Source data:
****************************************
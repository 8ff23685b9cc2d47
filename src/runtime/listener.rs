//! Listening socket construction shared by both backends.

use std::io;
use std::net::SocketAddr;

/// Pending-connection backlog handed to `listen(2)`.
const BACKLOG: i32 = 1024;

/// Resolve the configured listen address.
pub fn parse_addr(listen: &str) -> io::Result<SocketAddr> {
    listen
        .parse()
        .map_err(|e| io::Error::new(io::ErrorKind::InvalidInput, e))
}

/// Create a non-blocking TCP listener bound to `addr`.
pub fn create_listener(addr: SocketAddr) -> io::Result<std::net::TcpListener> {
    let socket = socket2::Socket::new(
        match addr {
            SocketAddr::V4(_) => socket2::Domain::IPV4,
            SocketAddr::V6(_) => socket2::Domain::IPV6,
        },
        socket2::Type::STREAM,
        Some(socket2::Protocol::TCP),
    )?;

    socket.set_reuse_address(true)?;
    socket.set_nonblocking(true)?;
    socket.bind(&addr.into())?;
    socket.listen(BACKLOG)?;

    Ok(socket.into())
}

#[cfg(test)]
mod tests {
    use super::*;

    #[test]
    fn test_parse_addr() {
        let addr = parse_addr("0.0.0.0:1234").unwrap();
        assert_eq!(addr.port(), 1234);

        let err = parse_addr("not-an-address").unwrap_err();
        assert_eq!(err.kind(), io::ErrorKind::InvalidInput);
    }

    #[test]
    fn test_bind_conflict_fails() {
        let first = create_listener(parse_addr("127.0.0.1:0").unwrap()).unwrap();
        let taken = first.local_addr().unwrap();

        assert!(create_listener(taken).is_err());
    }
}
****************************************
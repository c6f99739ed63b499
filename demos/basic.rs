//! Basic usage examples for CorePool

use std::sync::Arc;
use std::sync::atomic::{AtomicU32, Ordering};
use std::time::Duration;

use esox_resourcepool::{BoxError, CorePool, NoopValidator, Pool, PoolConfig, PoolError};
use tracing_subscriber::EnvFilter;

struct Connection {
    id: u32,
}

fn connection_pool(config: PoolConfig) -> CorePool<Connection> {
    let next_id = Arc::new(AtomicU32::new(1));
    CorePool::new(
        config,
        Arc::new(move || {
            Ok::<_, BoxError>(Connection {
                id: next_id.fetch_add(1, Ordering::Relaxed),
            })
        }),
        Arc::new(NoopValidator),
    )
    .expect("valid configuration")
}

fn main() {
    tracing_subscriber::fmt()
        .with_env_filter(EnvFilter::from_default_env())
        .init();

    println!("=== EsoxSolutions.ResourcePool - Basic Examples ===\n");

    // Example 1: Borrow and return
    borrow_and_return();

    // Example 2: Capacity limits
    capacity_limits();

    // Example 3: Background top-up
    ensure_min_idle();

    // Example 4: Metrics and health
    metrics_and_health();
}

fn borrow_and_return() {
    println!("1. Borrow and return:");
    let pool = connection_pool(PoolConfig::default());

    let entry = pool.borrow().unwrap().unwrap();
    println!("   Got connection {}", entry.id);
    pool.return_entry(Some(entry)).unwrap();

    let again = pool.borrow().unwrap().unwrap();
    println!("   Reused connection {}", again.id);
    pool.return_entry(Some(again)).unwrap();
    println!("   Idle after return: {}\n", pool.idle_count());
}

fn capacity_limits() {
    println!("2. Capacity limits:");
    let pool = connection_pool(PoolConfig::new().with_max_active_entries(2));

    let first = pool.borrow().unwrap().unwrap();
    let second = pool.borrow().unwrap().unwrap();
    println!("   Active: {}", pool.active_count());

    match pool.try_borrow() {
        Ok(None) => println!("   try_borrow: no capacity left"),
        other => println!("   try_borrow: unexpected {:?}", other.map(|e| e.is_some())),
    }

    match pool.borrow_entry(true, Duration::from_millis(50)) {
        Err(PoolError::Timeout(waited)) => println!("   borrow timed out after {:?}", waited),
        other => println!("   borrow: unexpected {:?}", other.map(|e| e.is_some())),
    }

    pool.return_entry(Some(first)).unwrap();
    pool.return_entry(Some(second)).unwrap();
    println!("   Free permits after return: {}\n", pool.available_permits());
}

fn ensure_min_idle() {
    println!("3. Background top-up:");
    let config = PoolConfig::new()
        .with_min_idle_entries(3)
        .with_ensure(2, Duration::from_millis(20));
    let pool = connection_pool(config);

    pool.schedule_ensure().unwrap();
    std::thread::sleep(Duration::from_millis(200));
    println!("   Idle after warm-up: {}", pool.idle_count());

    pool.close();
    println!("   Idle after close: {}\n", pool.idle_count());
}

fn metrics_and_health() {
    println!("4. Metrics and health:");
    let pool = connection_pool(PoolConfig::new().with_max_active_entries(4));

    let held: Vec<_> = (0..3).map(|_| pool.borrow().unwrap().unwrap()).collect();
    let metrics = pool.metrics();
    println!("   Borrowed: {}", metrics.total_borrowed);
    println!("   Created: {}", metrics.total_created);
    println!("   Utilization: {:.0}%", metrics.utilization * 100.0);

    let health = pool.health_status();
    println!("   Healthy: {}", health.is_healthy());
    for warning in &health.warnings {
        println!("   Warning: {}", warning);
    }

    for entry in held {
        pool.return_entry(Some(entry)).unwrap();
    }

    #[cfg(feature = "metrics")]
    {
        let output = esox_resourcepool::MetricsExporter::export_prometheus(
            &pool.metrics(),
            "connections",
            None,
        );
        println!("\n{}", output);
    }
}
****************************************
- About this task: In the entries above, the lines from the one bearing "pub fn create_listener(addr: SocketAddr)" up to and including the one bearing "socket.set_nonblocking(true)?;" should be transcribed exactly; no other line is wanted.

- Response box:
pub fn create_listener(addr: SocketAddr) -> io::Result<std::net::TcpListener> {
    let socket = socket2::Socket::new(
        match addr {
            SocketAddr::V4(_) => socket2::Domain::IPV4,
            SocketAddr::V6(_) => socket2::Domain::IPV6,
        },
        socket2::Type::STREAM,
        Some(socket2::Protocol::TCP),
    )?;

    socket.set_reuse_address(true)?;
    socket.set_nonblocking(true)?;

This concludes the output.